Tips for Grandparents 1. Enjoy not being in charge. You had your chance to parent and now it is your kids turn. Let them make the rules and decisions -- your job is to enjoy the kids and play with them not to parent them. 2. Don't give advice unless asked. Unwanted advice often sounds like criticism for the person receiving it, don't say "I would. . . ." "With you I always. . . " or other such sentences unless the parents ask for your help. 3. Respect the parents' rules. You may not agree with it, but you have to live with it. Don't break the rules or encourage grandchildren to break their parents' rules. Ask the parent to make an exception is you feel it would be worth it -- and accept their response whatever it is. 4. Respect the parents' values Your child may not agree with you on a certain issue that you find important. They have the right to teach their children their own values and beliefs. Respect their views and don't argue with them in front of the children. 5. Know the schedule and be accommodating to their lives. Your child-free life is probably more flexible than your kids' lives, so be willing to be the one to do extra driving and extra flexible with scheduling. Ask "what works for you?" Guide for Parents working with their Parents, now Grandparents 1. You are the parent - speak up and make your rules, feelings, and expectations clear. You are an adult & its time to have an adult relationship with your parents, this means clear communication about what you want.

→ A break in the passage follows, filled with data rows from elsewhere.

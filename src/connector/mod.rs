//! Dialect-aware connection handling.
//!
//! The pipeline never talks to a database directly. A [`Driver`] opens
//! [`Connection`]s for a dialect and connection target; the [`Connector`]
//! builds that target from a [`DataSourceConnection`] and adds the
//! probe-and-close `test_connection` check.
//!
//! The production driver is [`crate::worker::WorkerDriver`], which forwards
//! everything to the database worker process.

mod error;

use std::sync::Arc;

use async_trait::async_trait;
use tracing::{debug, info, warn};

use crate::config::DataSourceConnection;
use crate::data::ResultSet;
use crate::sql::dialect::{Dialect, SqlDialect};

pub use error::{ConnectionError, ConnectionResult, QueryError, QueryResult};

/// Message returned by a successful [`Connector::test_connection`].
pub const CONNECTION_OK: &str = "Connection successful";

/// Opens connections for a dialect.
#[async_trait]
pub trait Driver: Send + Sync {
    /// Open a connection to `target` (the dialect's connection string).
    async fn open(&self, dialect: Dialect, target: &str) -> ConnectionResult<Box<dyn Connection>>;
}

/// An open database connection.
#[async_trait]
pub trait Connection: Send {
    /// Execute `sql` and materialize every row.
    async fn query(&mut self, sql: &str) -> QueryResult<ResultSet>;

    /// Release the connection. Must be safe to call once per connection.
    async fn close(&mut self) -> ConnectionResult<()>;
}

/// Opens connections to data sources through a [`Driver`].
#[derive(Clone)]
pub struct Connector {
    driver: Arc<dyn Driver>,
}

impl std::fmt::Debug for Connector {
    fn fmt(&self, f: &mut std::fmt::Formatter<'_>) -> std::fmt::Result {
        f.debug_struct("Connector").finish_non_exhaustive()
    }
}

impl Connector {
    pub fn new(driver: Arc<dyn Driver>) -> Self {
        Self { driver }
    }

    /// Open a connection to `conn`.
    pub async fn connect(&self, conn: &DataSourceConnection) -> ConnectionResult<Box<dyn Connection>> {
        debug!(dialect = %conn.dialect, target = %conn.display_target(), "opening connection");
        let target = conn.connection_string();
        self.driver
            .open(conn.dialect, &target)
            .await
            .map_err(|e| match e {
                // Drivers see only the connection string; name the data source instead.
                ConnectionError::Refused { message, .. } => {
                    ConnectionError::refused(conn.display_target(), message)
                }
                other => other,
            })
    }

    /// Connect, run the dialect's probe query, and always close.
    ///
    /// Returns `(true, "Connection successful")` or `(false, <reason>)`.
    pub async fn test_connection(&self, conn: &DataSourceConnection) -> (bool, String) {
        let mut connection = match self.connect(conn).await {
            Ok(c) => c,
            Err(e) => {
                warn!(target = %conn.display_target(), error = %e, "connection test failed");
                return (false, e.to_string());
            }
        };

        let probe = connection.query(conn.dialect.probe_query()).await;
        let closed = connection.close().await;

        match (probe, closed) {
            (Ok(_), Ok(())) => {
                info!(target = %conn.display_target(), "connection test succeeded");
                (true, CONNECTION_OK.to_string())
            }
            (Err(e), _) => (false, e.to_string()),
            (Ok(_), Err(e)) => (false, e.to_string()),
        }
    }
}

Talk to your spouse or co-parent first, then inform the grandparents what you decided. 2. Grandparents aren't babysitters unless you have had a discussion and come to an agreement about regular childcare, don't simply assume your parent is going to always be available to care for your child. Your parents have their own lives too. So plan ahead, ask and schedule together. 3. Don't make grandparents compete for the kids children need to know all of their grandparents. Do your best to encourage equal time between the grandparents whether that's face-to-face, phone, mail or skype. 4. Support your spouse Your spouse deserves your first loyalty even if the choice is between them & your parents. Make it clear that you are a team making decisions together & grandparents should respect both parents. 5. Let the grandparents spoil them. your child should know that the rest of the world is not like grandma. But its good for their self-esteem to have the extra doting from grandparents.